All of the data that follows needs to be printed again, exactly as it reads.

## AVAILABLE RECORDS
----

use tracing::level_filters::LevelFilter;
use tracing::{Event, Level, Subscriber};
use tracing_subscriber::fmt::format::Writer;
use tracing_subscriber::fmt::{FmtContext, FormatEvent, FormatFields, FormattedFields};
use tracing_subscriber::registry::LookupSpan;
use tracing_subscriber::{fmt, prelude::*, EnvFilter};

use crate::config::LoggingConfig;
use chrono::{SecondsFormat, Utc};
use serde_json::{Map, Value};
use tracing::field::{Field, Visit};

#[derive(Default)]
struct JsonFieldVisitor {
    fields: Map<String, Value>,
}

impl JsonFieldVisitor {
    fn insert(&mut self, field: &Field, value: Value) {
        self.fields.insert(field.name().to_string(), value);
    }
}

impl Visit for JsonFieldVisitor {
    fn record_i64(&mut self, field: &Field, value: i64) {
        self.insert(field, Value::from(value));
    }

    fn record_u64(&mut self, field: &Field, value: u64) {
        self.insert(field, Value::from(value));
    }

    fn record_bool(&mut self, field: &Field, value: bool) {
        self.insert(field, Value::from(value));
    }

    fn record_str(&mut self, field: &Field, value: &str) {
        self.insert(field, Value::from(value));
    }

    fn record_f64(&mut self, field: &Field, value: f64) {
        self.insert(field, Value::from(value));
    }

    fn record_debug(&mut self, field: &Field, value: &dyn std::fmt::Debug) {
        self.insert(field, Value::from(format!("{:?}", value)));
    }
}

/// Writes one OTel-shaped JSON object per event. Enclosing spans (the
/// per-request span in particular) are flattened into `span.*` attributes.
#[derive(Clone)]
struct OtelJsonEventFormatter {
    service_name: String,
    service_version: String,
}

impl OtelJsonEventFormatter {
    fn severity_number(level: &Level) -> u64 {
        match *level {
            Level::TRACE => 1,
            Level::DEBUG => 5,
            Level::INFO => 9,
            Level::WARN => 13,
            Level::ERROR => 17,
        }
    }
}

impl<S, N> FormatEvent<S, N> for OtelJsonEventFormatter
where
    S: Subscriber + for<'lookup> LookupSpan<'lookup>,
    N: for<'writer> FormatFields<'writer> + 'static,
{
    fn format_event(
        &self,
        ctx: &FmtContext<'_, S, N>,
        mut writer: Writer<'_>,
        event: &Event<'_>,
    ) -> std::fmt::Result {
        let metadata = event.metadata();
        let mut visitor = JsonFieldVisitor::default();
        event.record(&mut visitor);

        let mut attributes = visitor.fields;
        if let Some(v) = attributes.remove("event_name") {
            attributes.insert("event.name".to_string(), v);
        }
        if let Some(file) = metadata.file() {
            attributes.insert("code.filepath".to_string(), Value::from(file));
        }
        if let Some(line) = metadata.line() {
            attributes.insert("code.lineno".to_string(), Value::from(line));
        }
        attributes.insert("code.target".to_string(), Value::from(metadata.target()));

        if let Some(scope) = ctx.event_scope() {
            let mut names = Vec::new();
            let mut fields = Vec::new();
            for span in scope.from_root() {
                names.push(Value::from(span.name()));
                let extensions = span.extensions();
                if let Some(formatted) = extensions.get::<FormattedFields<N>>() {
                    if !formatted.fields.is_empty() {
                        fields.push(formatted.fields.clone());
                    }
                }
            }
            if !names.is_empty() {
                attributes.insert("span.names".to_string(), Value::Array(names));
            }
            if !fields.is_empty() {
                attributes.insert("span.fields".to_string(), Value::from(fields.join(" ")));
            }
        }

        let body = attributes
            .remove("message")
            .and_then(|v| v.as_str().map(str::to_string))
            .unwrap_or_else(|| metadata.name().to_string());

        let mut resource = Map::new();
        resource.insert(
            "service.name".to_string(),
            Value::from(self.service_name.clone()),
        );
        resource.insert(
            "service.version".to_string(),
            Value::from(self.service_version.clone()),
        );

        let mut root = Map::new();
        root.insert(
            "timestamp".to_string(),
            Value::from(Utc::now().to_rfc3339_opts(SecondsFormat::Millis, true)),
        );
        root.insert(
            "severity_text".to_string(),
            Value::from(metadata.level().as_str()),
        );
        root.insert(
            "severity_number".to_string(),
            Value::from(Self::severity_number(metadata.level())),
        );
        root.insert("body".to_string(), Value::from(body));
        root.insert("resource".to_string(), Value::Object(resource));
        root.insert("attributes".to_string(), Value::Object(attributes));

        let serialized =
            serde_json::to_string(&Value::Object(root)).map_err(|_| std::fmt::Error)?;
        writer.write_str(&serialized)?;
        writer.write_char('\n')?;
        Ok(())
    }
}

fn parse_level(level: &str) -> Result<LevelFilter, String> {
    match level.trim().to_lowercase().as_str() {
        "trace" => Ok(LevelFilter::TRACE),
        "debug" => Ok(LevelFilter::DEBUG),
        "info" => Ok(LevelFilter::INFO),
        "warn" => Ok(LevelFilter::WARN),
        "error" => Ok(LevelFilter::ERROR),
        _ => Err(format!(
            "Invalid logging.level '{}'. Valid values: trace, debug, info, warn, error",
            level
        )),
    }
}

/// Installs the global subscriber. Output goes to stderr so that command
/// output on stdout stays machine readable.
pub fn init_logging(logging_config: &LoggingConfig) -> Result<(), String> {
    let level_filter = parse_level(&logging_config.level)?;

    // RUST_LOG directives are honoured on top of the configured default.
    let filter_layer = EnvFilter::builder()
        .with_default_directive(level_filter.into())
        .from_env_lossy();

    let result = match logging_config.format.to_lowercase().as_str() {
        "json" => tracing_subscriber::registry()
            .with(filter_layer)
            .with(
                fmt::layer()
                    .with_writer(std::io::stderr)
                    .event_format(OtelJsonEventFormatter {
                        service_name: logging_config.service_name.clone(),
                        service_version: logging_config.service_version.clone(),
                    }),
            )
            .try_init(),
        // Fallback to console if unknown
        _ => tracing_subscriber::registry()
            .with(filter_layer)
            .with(fmt::layer().with_writer(std::io::stderr).pretty())
            .try_init(),
    };

    result.map_err(|e| format!("Failed to install tracing subscriber: {}", e))
}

----

## ANSWER
use tracing::level_filters::LevelFilter;
use tracing::{Event, Level, Subscriber};
use tracing_subscriber::fmt::format::Writer;
use tracing_subscriber::fmt::{FmtContext, FormatEvent, FormatFields, FormattedFields};
use tracing_subscriber::registry::LookupSpan;
use tracing_subscriber::{fmt, prelude::*, EnvFilter};

use crate::config::LoggingConfig;
use chrono::{SecondsFormat, Utc};
use serde_json::{Map, Value};
use tracing::field::{Field, Visit};

#[derive(Default)]
struct JsonFieldVisitor {
    fields: Map<String, Value>,
}

impl JsonFieldVisitor {
    fn insert(&mut self, field: &Field, value: Value) {
        self.fields.insert(field.name().to_string(), value);
    }
}

impl Visit for JsonFieldVisitor {
    fn record_i64(&mut self, field: &Field, value: i64) {
        self.insert(field, Value::from(value));
    }

    fn record_u64(&mut self, field: &Field, value: u64) {
        self.insert(field, Value::from(value));
    }

    fn record_bool(&mut self, field: &Field, value: bool) {
        self.insert(field, Value::from(value));
    }

    fn record_str(&mut self, field: &Field, value: &str) {
        self.insert(field, Value::from(value));
    }

    fn record_f64(&mut self, field: &Field, value: f64) {
        self.insert(field, Value::from(value));
    }

    fn record_debug(&mut self, field: &Field, value: &dyn std::fmt::Debug) {
        self.insert(field, Value::from(format!("{:?}", value)));
    }
}

/// Writes one OTel-shaped JSON object per event. Enclosing spans (the
/// per-request span in particular) are flattened into `span.*` attributes.
#[derive(Clone)]
struct OtelJsonEventFormatter {
    service_name: String,
    service_version: String,
}

impl OtelJsonEventFormatter {
    fn severity_number(level: &Level) -> u64 {
        match *level {
            Level::TRACE => 1,
            Level::DEBUG => 5,
            Level::INFO => 9,
            Level::WARN => 13,
            Level::ERROR => 17,
        }
    }
}

impl<S, N> FormatEvent<S, N> for OtelJsonEventFormatter
where
    S: Subscriber + for<'lookup> LookupSpan<'lookup>,
    N: for<'writer> FormatFields<'writer> + 'static,
{
    fn format_event(
        &self,
        ctx: &FmtContext<'_, S, N>,
        mut writer: Writer<'_>,
        event: &Event<'_>,
    ) -> std::fmt::Result {
        let metadata = event.metadata();
        let mut visitor = JsonFieldVisitor::default();
        event.record(&mut visitor);

        let mut attributes = visitor.fields;
        if let Some(v) = attributes.remove("event_name") {
            attributes.insert("event.name".to_string(), v);
        }
        if let Some(file) = metadata.file() {
            attributes.insert("code.filepath".to_string(), Value::from(file));
        }
        if let Some(line) = metadata.line() {
            attributes.insert("code.lineno".to_string(), Value::from(line));
        }
        attributes.insert("code.target".to_string(), Value::from(metadata.target()));

        if let Some(scope) = ctx.event_scope() {
            let mut names = Vec::new();
            let mut fields = Vec::new();
            for span in scope.from_root() {
                names.push(Value::from(span.name()));
                let extensions = span.extensions();
                if let Some(formatted) = extensions.get::<FormattedFields<N>>() {
                    if !formatted.fields.is_empty() {
                        fields.push(formatted.fields.clone());
                    }
                }
            }
            if !names.is_empty() {
                attributes.insert("span.names".to_string(), Value::Array(names));
            }
            if !fields.is_empty() {
                attributes.insert("span.fields".to_string(), Value::from(fields.join(" ")));
            }
        }

        let body = attributes
            .remove("message")
            .and_then(|v| v.as_str().map(str::to_string))
            .unwrap_or_else(|| metadata.name().to_string());

        let mut resource = Map::new();
        resource.insert(
            "service.name".to_string(),
            Value::from(self.service_name.clone()),
        );
        resource.insert(
            "service.version".to_string(),
            Value::from(self.service_version.clone()),
        );

        let mut root = Map::new();
        root.insert(
            "timestamp".to_string(),
            Value::from(Utc::now().to_rfc3339_opts(SecondsFormat::Millis, true)),
        );
        root.insert(
            "severity_text".to_string(),
            Value::from(metadata.level().as_str()),
        );
        root.insert(
            "severity_number".to_string(),
            Value::from(Self::severity_number(metadata.level())),
        );
        root.insert("body".to_string(), Value::from(body));
        root.insert("resource".to_string(), Value::Object(resource));
        root.insert("attributes".to_string(), Value::Object(attributes));

        let serialized =
            serde_json::to_string(&Value::Object(root)).map_err(|_| std::fmt::Error)?;
        writer.write_str(&serialized)?;
        writer.write_char('\n')?;
        Ok(())
    }
}

fn parse_level(level: &str) -> Result<LevelFilter, String> {
    match level.trim().to_lowercase().as_str() {
        "trace" => Ok(LevelFilter::TRACE),
        "debug" => Ok(LevelFilter::DEBUG),
        "info" => Ok(LevelFilter::INFO),
        "warn" => Ok(LevelFilter::WARN),
        "error" => Ok(LevelFilter::ERROR),
        _ => Err(format!(
            "Invalid logging.level '{}'. Valid values: trace, debug, info, warn, error",
            level
        )),
    }
}

/// Installs the global subscriber. Output goes to stderr so that command
/// output on stdout stays machine readable.
pub fn init_logging(logging_config: &LoggingConfig) -> Result<(), String> {
    let level_filter = parse_level(&logging_config.level)?;

    // RUST_LOG directives are honoured on top of the configured default.
    let filter_layer = EnvFilter::builder()
        .with_default_directive(level_filter.into())
        .from_env_lossy();

    let result = match logging_config.format.to_lowercase().as_str() {
        "json" => tracing_subscriber::registry()
            .with(filter_layer)
            .with(
                fmt::layer()
                    .with_writer(std::io::stderr)
                    .event_format(OtelJsonEventFormatter {
                        service_name: logging_config.service_name.clone(),
                        service_version: logging_config.service_version.clone(),
                    }),
            )
            .try_init(),
        // Fallback to console if unknown
        _ => tracing_subscriber::registry()
            .with(filter_layer)
            .with(fmt::layer().with_writer(std::io::stderr).pretty())
            .try_init(),
    };

    result.map_err(|e| format!("Failed to install tracing subscriber: {}", e))
}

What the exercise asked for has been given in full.